Primary cortical mixed glia were prepared from 1 day old male Wistar rats as previously described [2]. Briefly cortical tissue was chopped, incubated for 5 minutes in 5% CO2 at 37°C in warm filter-sterilized Dulbecco's Modified Eagle Medium (DMEM; Sigma Aldrich, UK) supplemented with penicillin (100 μl/ml; Gibco, UK), streptomycin (100 μl/ml; Gibco, UK) and FBS (10% w/v; Gibco, UK). A single cell suspension was prepared by triturating tissue, filtering though a 40 μm sterile nylon mesh filter (BD Biosciences, USA), centrifuging at 2000 g for 3 minutes at 20°C, and resuspending the pellet 1 ml warm filter-sterilized culture media. Tissue was triturated and resuspended glia were counted, equal numbers of cells were plated onto 6 well plates and incubated for 2 hours in 5% CO2 at 37°C to allow the cells to adhere. After 2 hours the cells were flooded with 1 ml warm culture media and incubated for 3 days in 5% CO2 at 37°C. Culture media was replaced with fresh culture media every 3 days for 12 days until cells were ready for treatments. After 12 days in culture, cells were incubated in the presence or absence of IFNγ (50 ng/ml; 24 hours at 37°C; R&D Systems, UK). This concentration has been shown to robustly increase MHCII mRNA [9]. Cells were harvested for analysis of MHCII and CD11b mRNA.

Real-time PCR

Total RNA was extracted from snap-frozen hippocampal tissue or cultured glial cells using a NucleoSpin® RNAII isolation kit (Macherey-Nagel Inc., Germany). Total RNA concentrations were determined by spectrophotometry, samples were equalised and cDNA synthesis was performed on 1 μg total RNA using a High Capacity cDNA RT kit (Applied Biosystems, Germany). Real-time PCR was performed using Taqman Gene Expression Assays (Applied Biosystems, Germany); the assay IDs for MHCII, CD11b, MCP-1 and IP-10 were Rn01768597_m1, Rn00709342_m1, Rn00580555_m1 and Rn00594648_m1, respectively. Real-time PCR was conducted using an ABI Prism 7300 instrument (Applied Biosystems, Germany). A 20 μl volume was added to each well (9 μl of diluted cDNA, 1 μl of primer and 10 μl of Taqman® Universal PCR Master Mix). Samples were assayed in duplicate (40 cycles; 95°C for 10 min, 95°C for 15 sec for each cycle (denaturation) and the transcription step at 60°C for 1 min). β-actin was the endogenous control (VIC-labeled MGB Taqman probe, Applied Biosystems, Germany; Assay ID: 4352341E). Gene expression was calculated relative to the endogenous control samples and to the control sample giving an RQ value (2- DDCt, where CT is the threshold cycle)

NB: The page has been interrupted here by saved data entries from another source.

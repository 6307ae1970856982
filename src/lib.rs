//! Coffer - embedded, file-backed document store
//!
//! Coffer keeps typed tables of JSON records and key-value tables in
//! memory and persists the whole database to a small set of files using a
//! crash-safe rotation protocol, with optional dated snapshots and
//! schema-versioned migration.
//!
//! # Quick Start
//!
//! ```ignore
//! use coffer::{json, Database, DatabaseConfig, Schema};
//!
//! let config = DatabaseConfig::new("/var/lib/app", "app")
//!     .with_schema("people", Schema::new().string("name", "").number("age", 0.0));
//! let db = Database::open(config)?;
//!
//! let people = db.table("people")?;
//! people.insert_item("amy", json!({"name": "amy", "age": 23}))?;
//!
//! let mut query = people.query()?;
//! let adults = query.gte("age", 18)?.ascend("name")?.results()?;
//!
//! db.flush()?;
//! ```
//!
//! # Architecture
//!
//! - `coffer-core`: errors, items, the value codec and schemas
//! - `coffer-durability`: file naming, encodings, rotation and loading
//! - `coffer-engine`: the database, tables, queries and transactions

pub use coffer_core::{
    deep_copy, freeze, number, thaw, Error, ErrorCategory, FieldSchema, Item, Result, ScalarKind,
    Schema, ID_FIELD, MAX_ARRAY_SIZE, MAX_NESTING_DEPTH,
};
pub use coffer_durability::{FileSet, SaveFormat, FORMAT_VERSION};
pub use coffer_engine::{
    haversine_km, Database, DatabaseConfig, KvTable, LogFn, PseudoTable, Query, SaveHandle,
    SaveStats, Table, Transaction, UpdateFn,
};
pub use serde_json::{json, Map, Value};
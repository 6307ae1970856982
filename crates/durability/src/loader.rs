//! Load-file selection
//!
//! The main file is preferred. When it is missing or empty the scratch file
//! from an interrupted cycle is used, then the previous main. If none is
//! usable the database starts empty.

use crate::paths::FileSet;
use crate::payload::{Payload, SaveFormat};
use crate::rotation::non_empty;
use coffer_core::Result;
use std::path::PathBuf;
use tracing::{debug, warn};

/// Which member of the file set a load came from
#[derive(Debug, Clone, Copy, PartialEq, Eq)]
pub enum FileRole {
    /// `<filename>-current`
    Current,
    /// `<filename>-temp`
    Temp,
    /// `<filename>-recent`
    Recent,
}

/// Decoded payload plus where it came from
#[derive(Debug, Clone)]
pub struct LoadedPayload {
    /// Source file
    pub path: PathBuf,
    /// Role of the source file
    pub role: FileRole,
    /// Decoded and meta-checked payload
    pub payload: Payload,
}

/// First usable file in load-preference order
pub fn locate(files: &FileSet) -> std::io::Result<Option<(FileRole, PathBuf)>> {
    let candidates = [
        (FileRole::Current, files.current()),
        (FileRole::Temp, files.temp()),
        (FileRole::Recent, files.recent()),
    ];
    for (role, path) in candidates {
        if non_empty(&path)?.is_some() {
            return Ok(Some((role, path)));
        }
        debug!(path = %path.display(), "Load candidate missing or empty");
    }
    Ok(None)
}

/// Read, decode and meta-check the preferred file
///
/// Returns `Ok(None)` when no file is usable. A file that exists but cannot
/// be decoded, or whose meta does not match, is a fatal error.
pub fn load(files: &FileSet, format: SaveFormat) -> Result<Option<LoadedPayload>> {
    let Some((role, path)) = locate(files)? else {
        return Ok(None);
    };
    if role != FileRole::Current {
        warn!(path = %path.display(), ?role, "Main file unusable, loading fallback");
    }
    let bytes = std::fs::read(&path)?;
    let payload = format.decode(&bytes, &path)?;
    payload.check_meta(files.filename())?;
    Ok(Some(LoadedPayload {
        path,
        role,
        payload,
    }))
}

Analysis of CD161 and NKp46 by western blot

Hippocampal tissue was equalized for protein, aliquots (10 μl) were loaded onto 10% gels, separated (30 mA; 60 min) and transferred onto nitrocellulose (225 mA; 90 min). Proteins were immunoblotted over night hours at 4°C with anti-CD161 antibody (1:500 in TBS containing 0.05% Tween-20/2% BSA; Serotec, UK) or anti-NKp46 antibody (1:500 in TBS containing 0.05% Tween-20/2% BSA; R&D Systems, UK). Membranes were washed, incubated with the HRP-linked secondary antibody (1:1000; anti-mouse IgG; Sigma, UK) Immunoreactive bands were detected with ECL (GE Healthcare, UK) chemiluminescence. Membranes were then stripped with Re-blot (Re-blot Plus Strong Solution; Chemicon, UK) for 10 min at room temperature (1:10 dilution; Chemicon International, US) and probed for actin expression (Sigma, UK). Bands were quantified relative to the endogenous control using densitometry (Labworks, UVP BioImaging Systems, UK).

Analysis of IFNγ and IL-2

Cytokines were assessed by ELISA in hippocampal tissue prepared from rats and, in the case of IFNγ, also in a human NK cell line. For IFNγ, 96-well plates were coated with monoclonal mouse anti-rat or anti-human antibody. Pre-coated 96-well plates (BioSource, US) were used for analysis of IL-2. Samples or standards, and subsequently detection antibody (biotinylated goat anti-rat or anti-human antibody), were added and after incubation in the presence of streptavidin-horseredish peroxidase, substrate solution was added [2]. Cytokine concentrations were evaluated with reference to standard curves.

Statistical analysis

Data were analyzed using either Student's t-test for independent means, or a 1 way ANOVA followed by post hoc Student Newman-Keuls test. Data are expressed as means of between 5 and 7 replicates (± SEM).

Results

Age increases microglial activation and IFNγ production in the brain

Here we assessed expression of cell surface markers of microglial activation, and demonstrate age-related increases in MHCII and CD11b mRNA in hippocampal tissue, consolidating earlier findings [10, 11]. These changes are accompanied by significant increases in IFNγ mRNA and protein (p < 0.05 or p < 0.01; student's t-test for independent means; Figure 1A-D). IFNγ is a potent activator of microglia [12, 13] and, consistent with this, we show that incubation of mixed glia in the presence of IFNγ significantly increased MHCII and CD11b mRNA (p < 0.05 or p < 0.01; student's t-test; Figure 1E, F).
https://static-content.springer.com/image/art%3A10.1186%2F1742-2094-8-27/MediaObjects/12974_2011_Article_337_Fig1_HTML.jpg
Figure 1

Age related inflammatory changes in the brain. A, MHCII mRNA B, CD11b mRNA C, IFNγ mRNA expression, and D, IFNγ concentration were significantly increased in hippocampal tissue prepared from aged compared with young rats (*p < 0.05; **p < 0.01; student's t-test for independent means; n = 5-7). E, IFNγ (50 ng/ml) significantly increased MHCII mRNA and F, CD11b mRNA in cultured glia in vitro.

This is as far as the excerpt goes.